Debating death, defending life

In the current debate over the death penalty, it is significant to note that the two opposing sides wish to be seen as equally speaking for life.  The articulation of this issue with an actual case of incestuous rape has enabled us to view the problem in its full complexity.  We now realize there is no easy way about it.

The Catholic Church argues that its opposition to the death penalty should be seen not as a simple attempt to snatch Leo Echegaray from death, but as a general defense of the sanctity of human life.  There is no intent here, it says, to absolve Echegaray of his crime or to mock the pain of his victim.  If there was jubilation over the recent stay of his execution, the Church clarifies, what was being applauded was not the triumph of Echegaray, but the victory of life over death.

Not surprisingly, the Church has been unable to gain much sympathy for this view.  Critics say the Church’s record of defending life has been more visible in such acts as speaking up for the rights of unformed fetuses and deformed criminals than in the affirmative defense of the rights of abused living children and women.  By this selective solicitousness, it cannot but communicate the message that life is more valuable in its marginal than in its normal forms.

Equally distressed are the various woman-activists who have fought on the side of human rights but have now found themselves awkwardly aligned with passionate advocates of the death penalty.
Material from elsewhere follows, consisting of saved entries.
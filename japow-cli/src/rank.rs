//! Rank command implementation for the Japow CLI.

use std::collections::BTreeSet;
use std::io::{BufReader, Write};

use camino::{Utf8Path, Utf8PathBuf};
use clap::Parser;
use japow_core::{
    DEFAULT_WEIGHT, DailyColumns, DailyObservation, PreferenceWeights, RankedResult, Region,
    RegionFilter, ResortForecast, SnowHistory, SnowfallBand, Tag, find_resort,
};
use japow_scorer::{PowderScorer, rank_indexed};
use ortho_config::{OrthoConfig, SubcmdConfigMerge};
use serde::{Deserialize, Serialize};

use crate::fs::{file_is_file, open_utf8_file};
use crate::{
    ARG_BLUEBIRD_WEIGHT, ARG_RANK_FORECASTS, ARG_REGION, ARG_SNOW_WEIGHT, ARG_TEMPERATURE_WEIGHT,
    ARG_WIND_WEIGHT, CliError, ENV_RANK_FORECASTS, parse_region, write_json,
};

/// CLI arguments for the `rank` subcommand.
#[derive(Debug, Clone, Parser, Deserialize, Serialize, OrthoConfig, Default)]
#[command(
    long_about = "Score each resort's forecast window against your \
                 preferences and print the resorts best first. Forecasts \
                 are read from a JSON array of {resort_id, daily} entries \
                 where `daily` holds the provider's column-oriented \
                 readings, the first two days being history.",
    about = "Rank resorts by expected powder"
)]
#[ortho_config(prefix = "JAPOW")]
pub(crate) struct RankArgs {
    /// Path to a JSON file of resort forecasts.
    #[arg(value_name = "path")]
    #[serde(default)]
    pub(crate) forecasts: Option<Utf8PathBuf>,
    /// Importance of fresh snowfall (0-10).
    #[arg(long = ARG_SNOW_WEIGHT, value_name = "weight")]
    #[serde(default)]
    pub(crate) snow_weight: Option<u8>,
    /// Importance of cold, dry snow (0-10).
    #[arg(long = ARG_TEMPERATURE_WEIGHT, value_name = "weight")]
    #[serde(default)]
    pub(crate) temperature_weight: Option<u8>,
    /// Sensitivity to wind holds (0-10).
    #[arg(long = ARG_WIND_WEIGHT, value_name = "weight")]
    #[serde(default)]
    pub(crate) wind_weight: Option<u8>,
    /// Importance of clear skies after a storm (0-10).
    #[arg(long = ARG_BLUEBIRD_WEIGHT, value_name = "weight")]
    #[serde(default)]
    pub(crate) bluebird_weight: Option<u8>,
    /// Only rank resorts in this region ("all" for every region).
    #[arg(long = ARG_REGION, value_name = "region")]
    #[serde(default)]
    pub(crate) region: Option<String>,
    /// Score the history days as well as the forecast window.
    #[arg(long)]
    #[serde(default)]
    pub(crate) include_history: bool,
}

impl RankArgs {
    pub(crate) fn into_config(self) -> Result<RankConfig, CliError> {
        let merged = self.load_and_merge().map_err(CliError::Configuration)?;
        RankConfig::try_from(merged)
    }
}

/// Resolved `rank` command configuration.
#[derive(Debug, Clone, PartialEq, Eq)]
pub(crate) struct RankConfig {
    /// Path to the JSON forecast file.
    pub(crate) forecasts: Utf8PathBuf,
    /// Validated preference weights.
    pub(crate) weights: PreferenceWeights,
    /// Region restriction.
    pub(crate) region: RegionFilter,
    /// Whether history days are scored.
    pub(crate) include_history: bool,
}

impl RankConfig {
    pub(crate) fn validate_sources(&self) -> Result<(), CliError> {
        require_existing(&self.forecasts, ARG_RANK_FORECASTS)
    }
}

impl TryFrom<RankArgs> for RankConfig {
    type Error = CliError;

    fn try_from(args: RankArgs) -> Result<Self, Self::Error> {
        let forecasts = args.forecasts.ok_or(CliError::MissingArgument {
            field: ARG_RANK_FORECASTS,
            env: ENV_RANK_FORECASTS,
        })?;
        let weights = PreferenceWeights::new(
            args.snow_weight.unwrap_or(DEFAULT_WEIGHT),
            args.temperature_weight.unwrap_or(DEFAULT_WEIGHT),
            args.wind_weight.unwrap_or(DEFAULT_WEIGHT),
            args.bluebird_weight.unwrap_or(DEFAULT_WEIGHT),
        )?;
        let region = parse_region(args.region.as_deref())?;
        Ok(Self {
            forecasts,
            weights,
            region,
            include_history: args.include_history,
        })
    }
}

pub(crate) fn require_existing(path: &Utf8Path, field: &'static str) -> Result<(), CliError> {
    match file_is_file(path) {
        Ok(true) => Ok(()),
        Ok(false) => Err(CliError::SourcePathNotFile {
            field,
            path: path.to_path_buf(),
        }),
        Err(source) if source.kind() == std::io::ErrorKind::NotFound => {
            Err(CliError::MissingSourceFile {
                field,
                path: path.to_path_buf(),
            })
        }
        Err(source) => Err(CliError::InspectSourcePath {
            field,
            path: path.to_path_buf(),
            source,
        }),
    }
}

/// One resort's entry in the forecast file.
#[derive(Debug, Clone, Deserialize)]
pub(crate) struct ForecastEntry {
    pub(crate) resort_id: String,
    pub(crate) daily: DailyColumns,
}

/// A ranked resort as printed by the CLI.
#[derive(Debug, Clone, PartialEq, Serialize)]
pub(crate) struct RankedRow {
    pub(crate) rank: usize,
    pub(crate) resort_id: String,
    #[serde(skip_serializing_if = "Option::is_none")]
    pub(crate) name: Option<&'static str>,
    #[serde(skip_serializing_if = "Option::is_none")]
    pub(crate) region: Option<Region>,
    pub(crate) raw_score: u32,
    pub(crate) tags: BTreeSet<Tag>,
    pub(crate) past_24h_cm: f64,
    pub(crate) past_48h_cm: f64,
    /// Snowfall band of each scored day, in date order.
    pub(crate) snowfall_bands: Vec<SnowfallBand>,
}

impl RankedRow {
    fn new(result: RankedResult, details: EntryDetails) -> Self {
        let resort = find_resort(&result.resort_id);
        Self {
            rank: result.rank,
            name: resort.map(|entry| entry.name),
            region: resort.map(|entry| entry.region),
            resort_id: result.resort_id,
            raw_score: result.raw_score,
            tags: result.tags,
            past_24h_cm: details.history.past_24h_cm,
            past_48h_cm: details.history.past_48h_cm,
            snowfall_bands: details.snowfall_bands,
        }
    }
}

/// Per-entry output data that the scorer does not carry.
#[derive(Debug, Clone, Default)]
struct EntryDetails {
    history: SnowHistory,
    snowfall_bands: Vec<SnowfallBand>,
}

pub(crate) fn run_rank_with(args: RankArgs, writer: &mut dyn Write) -> Result<(), CliError> {
    let config = resolve_rank_config(args)?;
    let rows = execute_rank(&config)?;
    write_json(writer, &rows)
}

fn resolve_rank_config(args: RankArgs) -> Result<RankConfig, CliError> {
    let config = args.into_config()?;
    config.validate_sources()?;
    Ok(config)
}

/// Load, score and rank the forecasts named by `config`.
///
/// Entries are joined to their ranked results by position, so a resort id
/// that appears more than once keeps each entry's own history.
pub(crate) fn execute_rank(config: &RankConfig) -> Result<Vec<RankedRow>, CliError> {
    let entries = load_forecasts(&config.forecasts)?;
    let mut details = Vec::with_capacity(entries.len());
    let mut forecasts = Vec::with_capacity(entries.len());

    for entry in entries {
        if !config.region.matches_id(&entry.resort_id) {
            log::debug!("skipping {} outside the requested region", entry.resort_id);
            continue;
        }
        if find_resort(&entry.resort_id).is_none() {
            log::warn!("{} is not in the resort catalogue", entry.resort_id);
        }
        let sequence = entry
            .daily
            .into_sequence()
            .map_err(|source| CliError::InvalidForecast {
                path: config.forecasts.clone(),
                resort_id: entry.resort_id.clone(),
                source: Box::new(source),
            })?;
        let history = sequence.snow_history();
        let scored = if config.include_history {
            sequence
        } else {
            sequence.forecast_window()
        };
        details.push(EntryDetails {
            history,
            snowfall_bands: scored
                .days()
                .iter()
                .map(DailyObservation::snowfall_band)
                .collect(),
        });
        forecasts.push(ResortForecast::new(entry.resort_id, scored));
    }

    let ranked = rank_indexed(&PowderScorer, &forecasts, &config.weights);
    Ok(ranked
        .into_iter()
        .map(|(index, result)| {
            let entry = details.get_mut(index).map(std::mem::take).unwrap_or_default();
            RankedRow::new(result, entry)
        })
        .collect())
}

/// Loads the JSON forecast file from disk.
pub(crate) fn load_forecasts(path: &Utf8Path) -> Result<Vec<ForecastEntry>, CliError> {
    let file = open_utf8_file(path).map_err(|source| CliError::OpenForecasts {
        path: path.to_path_buf(),
        source,
    })?;
    let reader = BufReader::new(file);
    serde_json::from_reader(reader).map_err(|source| CliError::ParseForecasts {
        path: path.to_path_buf(),
        source,
    })
}

#[cfg(test)]
pub(crate) fn config_from_layers_for_test(
    layers: Vec<ortho_config::MergeLayer<'static>>,
) -> Result<RankConfig, CliError> {
    let merged = RankArgs::merge_from_layers(layers).map_err(CliError::from)?;
    RankConfig::try_from(merged)
}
Though they do not believe in the death penalty or have strong reservations about it, they want to see Echegaray executed.  They think that to spare him now is to risk nullifying what has been achieved in the struggle to have rape recognized as a violent and heinous crime.  They believe that the Church’s last minute intervention in this particular case has encouraged the perception that since violence against women and children occurs very often anyway, it should be forgiven.  They see themselves as defending the value of women’s and children’s lives when they demand the maximum penalty for rapists like Leo Echegaray.

As I have previously argued, I find it difficult to accept the view that sparing the life of a convicted rapist could constitute an encouragement to rapists and child-abusers. Or that his killing might be crucial to the recovery of a rape victim.  I am convinced that more than the death penalty, a more effective deterrent to the commission of crimes is ensuring that offenders are caught and promptly punished.  And I have not heard of a psychology of healing that requires the death of the offender as a component of therapy.

But having said this, I can also see why the death penalty issue cannot be debated in the abstract.  To do so would be to slight the historical context in which the current debate is embedded – in this particular instance, a context so crucial to the cause of women’s and children’s rights.  The Church chooses to ignore this connection, that is why it is aghast over the number of clear-thinking Filipinos now supporting the death penalty.

I oppose the death penalty because I think it serves no meaningful purpose.  I believe that punishment has a two-fold purpose: first as an act of retribution; and second, as a step towards reforming the criminal.  In the olden days, retribution meant that if life was taken, life must be given.  But just as there is no sure-fire method for rehabilitating criminals, so too there is no single formula for retribution that best represents justice.  Such calculations, as Michel Foucault’s book “Discipline and Punish” shows, depend on our changing social practices and evolving concepts of human identity, rather than on some unchanging notion of what it is to be human.

Though a majority of our people seem to favor the death penalty, I am convinced that our nation’s moral identity today points us in the general direction of its abolition.  The framers of the 1987 Constitution signaled this decisive shift by outlawing the death penalty, permitting its exceptional restoration only during abnormal or extraordinary times. They were not wrong.  What makes their act seem impractical today is the prevailing feeling of despair and panic among our people in the face of rampant criminality.

But this is a problem of law-enforcement that, I believe, cannot be improved by executing criminals.  The solution to crime lies in the extirpation of its root causes, and the formation of a less corrupt police.  I agree with President Estrada that the structural effects of mass poverty must be considered in designing an appropriate approach to crime.  But I disagree with his conclusion that effective law-enforcement in a poverty-stricken society like ours requires the terror of the death penalty.   The death penalty can never be a shortcut solution to the complex problem of criminality.

In the final analysis, the decision to retain or abolish the death penalty cannot rest on some abstract notion about the sanctity of life, or on some unchanging idea of the requirements of true justice, or least of all, on prevailing views about deterrence.  Debates premised on such notions lead us nowhere.  The resolution of the issue by Congress must begin with a clear appreciation of the present practical context in which it is being posed.  Then it may proceed to debate the questions:

What problem is the death penalty meant to solve here and now? Why is it indispensable?